災害が発生した際、救急隊員と医療機関、さらにはドクターヘリなどとの間で映像を直接伝送し、情報を即座に共有するシステムです。このシステムにより、医療従事者は状況を把握した上で最適な治療や搬送先を選定することが可能になります。
実証の内容
具体的には、以下の内容が行われます:
- - 災害現場から病院、ドクターヘリやドクターカー、災害対策本部間でのリアルタイム映像の連携。
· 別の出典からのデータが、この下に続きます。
//! Error types for the reply pipeline.

use std::time::Duration;

/// Top-level error type.
#[derive(Debug, thiserror::Error)]
pub enum Error {
    #[error("Configuration error: {0}")]
    Config(#[from] ConfigError),

    #[error("Database error: {0}")]
    Database(#[from] DatabaseError),

    #[error("IMAP error: {0}")]
    Imap(#[from] ImapError),

    #[error("Send error: {0}")]
    Send(#[from] SendError),

    #[error("Poll error: {0}")]
    Poll(#[from] PollError),

    #[error("Reply error: {0}")]
    Reply(#[from] ReplyError),
}

/// Configuration-related errors.
#[derive(Debug, thiserror::Error)]
pub enum ConfigError {
    #[error("Missing required environment variable: {0}")]
    MissingEnvVar(String),

    #[error("Invalid configuration value for {key}: {message}")]
    InvalidValue { key: String, message: String },

    #[error("Invalid tenant record {tenant}: {reason}")]
    InvalidTenant { tenant: String, reason: String },
}

/// Database-related errors.
#[derive(Debug, thiserror::Error)]
pub enum DatabaseError {
    #[error("Connection pool error: {0}")]
    Pool(String),

    #[error("Query failed: {0}")]
    Query(String),

    #[error("Entity not found: {entity} with id {id}")]
    NotFound { entity: String, id: String },

    #[error("Migration failed: {0}")]
    Migration(String),
}

/// Mailbox connection errors. Fatal to the fetch or mark-read call they occur in.
#[derive(Debug, thiserror::Error)]
pub enum ImapError {
    #[error("Failed to connect to {host}:{port}: {reason}")]
    Connect {
        host: String,
        port: u16,
        reason: String,
    },

    #[error("TLS setup failed for {host}: {reason}")]
    Tls { host: String, reason: String },

    #[error("Authentication failed for {username}: {reason}")]
    Auth { username: String, reason: String },

    #[error("Protocol error during {command}: {reason}")]
    Protocol { command: String, reason: String },

    #[error("Mailbox operation timed out after {0:?}")]
    Timeout(Duration),

    #[error("Connection closed by server")]
    Closed,

    #[error("IO error: {0}")]
    Io(#[from] std::io::Error),
}

/// A single fetched message that could not be read at all.
#[derive(Debug, Clone, PartialEq, Eq, thiserror::Error)]
pub enum ParseError {
    #[error("Message body is empty")]
    Empty,

    #[error("Message body could not be parsed as MIME")]
    Unreadable,

    #[error("Server returned no body for message {seq}")]
    MissingBody { seq: u32 },
}

/// SMTP send errors, surfaced verbatim to the caller.
#[derive(Debug, thiserror::Error)]
pub enum SendError {
    #[error("Invalid {field} address '{value}': {reason}")]
    Address {
        field: &'static str,
        value: String,
        reason: String,
    },

    #[error("Failed to build email: {0}")]
    Build(String),

    #[error("SMTP transport failed: {0}")]
    Transport(String),
}

/// Errors that abort a whole poll for one tenant.
#[derive(Debug, thiserror::Error)]
pub enum PollError {
    #[error("Fetch failed: {0}")]
    Fetch(#[from] ImapError),
}

/// Non-fatal problems recorded against one poll. Processing continues past each.
#[derive(Debug, Clone, PartialEq, Eq, serde::Serialize)]
#[serde(tag = "kind", rename_all = "snake_case")]
pub enum PollIssue {
    Parse { reason: String },
    MissingMessageId { from: String },
    Match { message_id: String, reason: String },
    Persist { message_id: String, conversation_id: i64, reason: String },
    MarkRead { reason: String },
}

impl std::fmt::Display for PollIssue {
    fn fmt(&self, f: &mut std::fmt::Formatter<'_>) -> std::fmt::Result {
        match self {
            Self::Parse { reason } => write!(f, "parse failed: {reason}"),
            Self::MissingMessageId { from } => {
                write!(f, "email from {from} has no Message-Id; left unseen")
            }
            Self::Match { message_id, reason } => {
                write!(f, "lookup failed for {message_id}: {reason}")
            }
            Self::Persist {
                message_id,
                conversation_id,
                reason,
            } => write!(
                f,
                "failed to save reply from {message_id} to conversation {conversation_id}: {reason}"
            ),
            Self::MarkRead { reason } => write!(f, "failed to mark emails as read: {reason}"),
        }
    }
}

/// Operator reply errors.
#[derive(Debug, thiserror::Error)]
pub enum ReplyError {
    #[error("Reply not sent: {0}")]
    Send(#[from] SendError),

    #[error("Reply sent but not recorded: {0}")]
    Persist(#[from] DatabaseError),
}

/// Result type alias.
pub type Result<T> = std::result::Result<T, Error>;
- - 出動前に高精細映像を通してドクターヘリやドクターカーの適格性を検証。
- - 移動中は災害現場及び傷病者の映像を共有し、遠隔トリアージを実施。
実証の期間
この実証は、2024年11月から2025年2月まで実施されます。
各者の役割
さまざまな組織がこのプロジェクトに参加し、それぞれの役割を果たします。NTTデータ経営研究所は実証のシナリオを策定し、効果検証を担当。一方、NTT Comは映像伝送システムのカスタマイズや実証に向けた飛行計画を策定します。また、徳島県や医療機関もフィールドを提供し、有効性評価を行います。
期待される成果
この実証実験が成功すれば、徳島県の災害時における医療体制の強化に大きく寄与することでしょう。リアルタイムで情報を共有できる環境が整うことで、災害発生時の救命率が向上することが期待されています。これにより、地域における医療の質の向上が図られるのはもちろん、他地域への展開も視野に入れることができるでしょう。